2) Wait for them to finish

  1. jl wait
  2. > 2 jobs in total; 0.0% complete; Remaining time <NA>; 0 done; 0 running; 2 pending; 0 killed; 0 failed
  3. > 2 jobs in total; 0.0% complete; Remaining time <NA>; 0 done; 2 running; 0 pending; 0 killed; 0 failed
  4. > 2 jobs in total; 50.0% complete; Remaining time ~10S; 1 done; 1 running; 0 pending; 0 killed; 0 failed
  5. > 2 jobs in total; 50.0% complete; Remaining time ~10S; 1 done; 0 running; 0 pending; 1 killed; 0 failed

3) Report status, render html-report and log information with

  1. jl status
  2. > 2 jobs in total; 50.0% complete; Remaining time ~10S; 1 done; 0 running; 0 pending; 1 killed; 0 failed
  3. jl status --report
  4. > .jobs: Exported statistics into .jobs.{runinfo|jc}.log
  5. > .jobs: Rendering HTML report... done

4) Resubmit non-complete jobs by escalating their scheduler configuration

  1. ## to different queue
  2. jl resub --queue "long"
  3. ## or with 10h
  4. jl resub --time "10:00"

By using jl workflows will be decoupled from the underlying queuing system.
Ie. jl-ified workflows would run on a slurm system, an LSF cluster or simply locally on any desktop machine.

API Usage

In addition to the provided shell utilities, joblist can be also used programatically in Java, Scala, Kotlin and other JVM languages.

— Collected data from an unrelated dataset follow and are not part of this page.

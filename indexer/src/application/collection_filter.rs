//! Thread-safe membership set of tracked collection addresses.
//!
//! Seeded once at startup from collections whose sync flag is set; admin
//! writes may add or remove entries at runtime while the indexer only
//! reads. Addresses are lowercased on every boundary.

use std::collections::HashSet;
use std::sync::RwLock;

use crate::infrastructure::persistence::repositories::CollectionRepository;
use crate::infrastructure::persistence::DbError;

#[derive(Default)]
pub struct CollectionFilter {
    set: RwLock<HashSet<String>>,
}

impl CollectionFilter {
    pub fn new() -> Self {
        Self::default()
    }

    pub fn add(&self, element: &str) {
        self.set.write().unwrap().insert(element.to_lowercase());
    }

    pub fn remove(&self, element: &str) {
        self.set.write().unwrap().remove(&element.to_lowercase());
    }

    pub fn contains(&self, element: &str) -> bool {
        self.set.read().unwrap().contains(&element.to_lowercase())
    }

    pub fn len(&self) -> usize {
        self.set.read().unwrap().len()
    }

    pub fn is_empty(&self) -> bool {
        self.set.read().unwrap().is_empty()
    }

    /// Load every sync-enabled collection for the chain. Called before the
    /// sync loop starts so no event is filtered against a half-empty set.
    pub async fn preload(
        &self,
        collections: &CollectionRepository,
        chain_id: i64,
    ) -> Result<(), DbError> {
        let addresses = collections.sync_enabled_addresses(chain_id).await?;
        for address in &addresses {
            self.add(address);
        }
        tracing::info!(count = addresses.len(), "preloaded tracked collections");
        Ok(())
    }
}

#[cfg(test)]
mod tests {
    use super::*;

    #[test]
    fn membership_is_case_insensitive() {
        let filter = CollectionFilter::new();
        filter.add("0xE7F1725E7734CE288F8367e1Bb143E90bb3F0512");
        assert!(filter.contains("0xe7f1725e7734ce288f8367e1bb143e90bb3f0512"));
        assert!(filter.contains("0xE7F1725E7734CE288F8367E1BB143E90BB3F0512"));
        assert!(!filter.contains("0x0000000000000000000000000000000000000001"));
    }

    #[test]
    fn remove_drops_membership() {
        let filter = CollectionFilter::new();
        filter.add("0xabc0000000000000000000000000000000000001");
        filter.remove("0xABC0000000000000000000000000000000000001");
        assert!(filter.is_empty());
    }

    #[test]
    fn concurrent_reads_do_not_block_each_other() {
        let filter = std::sync::Arc::new(CollectionFilter::new());
        filter.add("0xabc0000000000000000000000000000000000001");

        let handles: Vec<_> = (0..8)
            .map(|_| {
                let filter = filter.clone();
                std::thread::spawn(move || {
                    for _ in 0..1000 {
                        assert!(filter.contains("0xabc0000000000000000000000000000000000001"));
                    }
                })
            })
            .collect();
        for handle in handles {
            handle.join().unwrap();
        }
    }
}
use sea_orm::entity::prelude::*;
use serde::{Deserialize, Serialize};

#[derive(Clone, Debug, PartialEq, Eq, DeriveEntityModel, Serialize, Deserialize)]
#[sea_orm(table_name = "ob_item_external")]
pub struct Model {
    #[sea_orm(primary_key)]
    pub id: i64,
    pub chain_id: i64,
    #[sea_orm(column_type = "Text")]
    pub collection_address: String,
    #[sea_orm(column_type = "Text")]
    pub token_id: String,
    #[sea_orm(column_type = "Text", nullable)]
    pub meta_data_uri: Option<String>,
    #[sea_orm(column_type = "Text", nullable)]
    pub image_uri: Option<String>,
    #[sea_orm(column_type = "Text", nullable)]
    pub oss_uri: Option<String>,
    pub is_uploaded_oss: bool,
    pub upload_status: i32,
    pub create_time: i64,
    pub update_time: i64,
}

impl Model {
    /// Serving URI: the OSS copy once uploaded, the origin URI otherwise.
    pub fn display_image(&self) -> Option<&str> {
        if self.is_uploaded_oss {
            if let Some(oss_uri) = self.oss_uri.as_deref() {
                return Some(oss_uri);
            }
        }
        self.image_uri.as_deref()
    }
}

#[derive(Copy, Clone, Debug, EnumIter, DeriveRelation)]
pub enum Relation {}

impl ActiveModelBehavior for ActiveModel {}

#[cfg(test)]
mod tests {
    use super::*;

    fn row(is_uploaded: bool, oss: Option<&str>, image: Option<&str>) -> Model {
        Model {
            id: 1,
            chain_id: 1,
            collection_address: "0xc".into(),
            token_id: "7".into(),
            meta_data_uri: None,
            image_uri: image.map(str::to_string),
            oss_uri: oss.map(str::to_string),
            is_uploaded_oss: is_uploaded,
            upload_status: 0,
            create_time: 0,
            update_time: 0,
        }
    }

    #[test]
    fn prefers_the_oss_copy_once_uploaded() {
        let model = row(true, Some("https://oss/7.png"), Some("ipfs://7.png"));
        assert_eq!(model.display_image(), Some("https://oss/7.png"));
    }

    #[test]
    fn falls_back_to_the_origin_uri() {
        assert_eq!(
            row(false, Some("https://oss/7.png"), Some("ipfs://7.png")).display_image(),
            Some("ipfs://7.png")
        );
        assert_eq!(row(true, None, Some("ipfs://7.png")).display_image(), Some("ipfs://7.png"));
        assert_eq!(row(false, None, None).display_image(), None);
    }
}
mod activities;
mod image;
mod ranking;

pub use activities::get_activities;
pub use image::get_item_image;
pub use ranking::get_collection_ranking;

use std::sync::Arc;

use crate::config::ApiConfig;
use crate::db::repositories::Repositories;
use crate::kv::KvStore;

#[derive(Clone)]
pub struct AppState {
    pub repositories: Arc<Repositories>,
    pub kv: Arc<dyn KvStore>,
    pub config: Arc<ApiConfig>,
}
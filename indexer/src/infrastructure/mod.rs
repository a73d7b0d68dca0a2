pub mod chain;
pub mod kv;
pub mod persistence;
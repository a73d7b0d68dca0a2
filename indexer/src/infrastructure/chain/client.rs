//! JSON-RPC client for EVM nodes over HTTP.

use alloy_primitives::{hex, Address, B256};
use async_trait::async_trait;
use serde_json::{json, Value};

use super::{ChainClient, ChainError};
use crate::domain::events::RawLog;

pub struct HttpChainClient {
    client: reqwest::Client,
    url: String,
}

impl HttpChainClient {
    pub fn new(url: String) -> Self {
        Self {
            client: reqwest::Client::new(),
            url,
        }
    }

    async fn rpc(&self, method: &str, params: Value) -> Result<Value, ChainError> {
        let request = json!({
            "jsonrpc": "2.0",
            "id": 1,
            "method": method,
            "params": params,
        });

        let response: Value = self
            .client
            .post(&self.url)
            .json(&request)
            .send()
            .await?
            .json()
            .await?;

        if let Some(error) = response.get("error") {
            return Err(ChainError::Rpc(error.to_string()));
        }

        response
            .get("result")
            .cloned()
            .ok_or_else(|| ChainError::Malformed("response missing 'result'".into()))
    }
}

#[async_trait]
impl ChainClient for HttpChainClient {
    async fn block_number(&self) -> Result<u64, ChainError> {
        let result = self.rpc("eth_blockNumber", json!([])).await?;
        parse_quantity(&result)
    }

    async fn filter_logs(
        &self,
        from: u64,
        to: u64,
        addresses: &[Address],
    ) -> Result<Vec<RawLog>, ChainError> {
        let addresses: Vec<String> = addresses.iter().map(|a| format!("{a:#x}")).collect();
        let result = self
            .rpc(
                "eth_getLogs",
                json!([{
                    "fromBlock": format!("0x{from:x}"),
                    "toBlock": format!("0x{to:x}"),
                    "address": addresses,
                }]),
            )
            .await?;

        let entries = result
            .as_array()
            .ok_or_else(|| ChainError::Malformed("eth_getLogs result is not an array".into()))?;

        entries.iter().map(parse_log).collect()
    }

    async fn block_timestamp(&self, number: u64) -> Result<u64, ChainError> {
        let result = self
            .rpc(
                "eth_getBlockByNumber",
                json!([format!("0x{number:x}"), false]),
            )
            .await?;
        let timestamp = result
            .get("timestamp")
            .ok_or_else(|| ChainError::Malformed(format!("block {number} has no timestamp")))?;
        parse_quantity(timestamp)
    }

    async fn call(&self, to: Address, data: Vec<u8>) -> Result<Vec<u8>, ChainError> {
        let result = self
            .rpc(
                "eth_call",
                json!([{
                    "to": format!("{to:#x}"),
                    "data": format!("0x{}", hex::encode(data)),
                }, "latest"]),
            )
            .await?;
        let raw = result
            .as_str()
            .ok_or_else(|| ChainError::Malformed("eth_call result is not a string".into()))?;
        hex::decode(raw).map_err(|e| ChainError::Malformed(format!("bad call result hex: {e}")))
    }
}

fn parse_quantity(value: &Value) -> Result<u64, ChainError> {
    let raw = value
        .as_str()
        .ok_or_else(|| ChainError::Malformed("quantity is not a string".into()))?;
    u64::from_str_radix(raw.trim_start_matches("0x"), 16)
        .map_err(|e| ChainError::Malformed(format!("bad quantity {raw}: {e}")))
}

fn parse_log(entry: &Value) -> Result<RawLog, ChainError> {
    let address = entry
        .get("address")
        .and_then(Value::as_str)
        .ok_or_else(|| ChainError::Malformed("log missing address".into()))?
        .parse::<Address>()
        .map_err(|e| ChainError::Malformed(format!("bad log address: {e}")))?;

    let topics = entry
        .get("topics")
        .and_then(Value::as_array)
        .ok_or_else(|| ChainError::Malformed("log missing topics".into()))?
        .iter()
        .map(|t| {
            t.as_str()
                .ok_or_else(|| ChainError::Malformed("topic is not a string".into()))?
                .parse::<B256>()
                .map_err(|e| ChainError::Malformed(format!("bad topic: {e}")))
        })
        .collect::<Result<Vec<_>, _>>()?;

    let data = entry
        .get("data")
        .and_then(Value::as_str)
        .map(hex::decode)
        .transpose()
        .map_err(|e| ChainError::Malformed(format!("bad log data: {e}")))?
        .unwrap_or_default();

    let block_number = entry
        .get("blockNumber")
        .map(parse_quantity)
        .transpose()?
        .ok_or_else(|| ChainError::Malformed("log missing blockNumber".into()))?;

    let tx_hash = entry
        .get("transactionHash")
        .and_then(Value::as_str)
        .ok_or_else(|| ChainError::Malformed("log missing transactionHash".into()))?
        .parse::<B256>()
        .map_err(|e| ChainError::Malformed(format!("bad tx hash: {e}")))?;

    let log_index = entry.get("logIndex").map(parse_quantity).transpose()?.unwrap_or(0);

    Ok(RawLog {
        address,
        topics,
        data,
        block_number,
        tx_hash,
        log_index,
    })
}

#[cfg(test)]
mod tests {
    use super::*;

    #[test]
    fn parses_quantities() {
        assert_eq!(parse_quantity(&json!("0x0")).unwrap(), 0);
        assert_eq!(parse_quantity(&json!("0x6a5e0e4")).unwrap(), 111_534_308);
        assert!(parse_quantity(&json!(12)).is_err());
        assert!(parse_quantity(&json!("0xzz")).is_err());
    }

    #[test]
    fn parses_log_entry() {
        let entry = json!({
            "address": "0x7d29d1860bd4d3a74bbd9a03c9b043d375311dcb",
            "topics": [
                "0x0ac8bb53fac566d7afc05d8b4df11d7690a7b27bdc40b54e4060f9b21fb849bd",
                "0xc773ae81bc9a186dc6c5d70a486730a6f734578ae1a0116acd0aaaf69250d265"
            ],
            "data": "0x",
            "blockNumber": "0x6a5e0e4",
            "transactionHash": "0x3cbdbd2246a3cccb4eeb1d456ad9e0ed3b394a52c27f2a5e75c2a99cb5d44f7a",
            "logIndex": "0x2"
        });

        let log = parse_log(&entry).unwrap();
        assert_eq!(log.block_number, 111_534_308);
        assert_eq!(log.log_index, 2);
        assert_eq!(log.topics.len(), 2);
        assert!(log.data.is_empty());
    }

    #[test]
    fn missing_fields_are_malformed() {
        assert!(parse_log(&json!({"address": "0x0"})).is_err());
    }
}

To get started simply add it as a dependency via BinTray:

  1. <dependency>
  2. <groupId>de.mpicbg.scicomp</groupId>
  3. <artifactId>joblist</artifactId>
  4. <version>0.7.1</version>
  5. <type>pom</type>
  6. </dependency>

Shown below is a Scala example that auto-detects the used scheduler (slurm, lsf, or simple multi-threading as fallback), submits some jobs, waits for all of them to finish, and resubmits failed ones again to another queue:

  1. import joblist._
  2. val jl = JobList()
  3. jl.run(JobConfiguration("echo foo"))
  4. jl.run(JobConfiguration("echo bar"))
  5. // block execution until are jobs are done
  6. jl.waitUntilDone()
  7. // optionally we could investigate jobs that were killed by the queuing system
  8. val killedInfo: List[RunInfo] = jl.killed.map(_.info)
  9. // resubmit to other queue
  10. jl.resubmit(new OtherQueue("long"))

To use joblist with Kotlin, we suggest using a little support API which is available as an artifact under

  1. de.mpicbg.scicomp.joblist:joblist-kotlin:1.1

See joblist_test.kts for an example made with kscript.

Support & Documentation

Feel welcome to submit pull-requests or tickets, or simply get in touch via gitter (see button on top).

  • para is a parasol-like wrapper around LSF for efficiently handling batches of jobs on a compute cluster
  • Snakemake is a workflow management system
  • lsf_utils is a collections of bash functions to manage list of lsf-cluster jobs
  • Queue is a command-line scripting framework for defining multi-stage genomic analysis pipelines combined with an execution manager
  • DRMAA is a high-level API specification for the submission and control of jobs to a distributed resource management (DRM) system
  • sbatch_run script takes a job name and your command in quotes, creates the script, and runs it (Slurm only)
  • Redis allows to schedule tasks through the standard JDK ExecutorService and ScheduledExecutorService API, with submitted tasks being executed on Redisson nodes.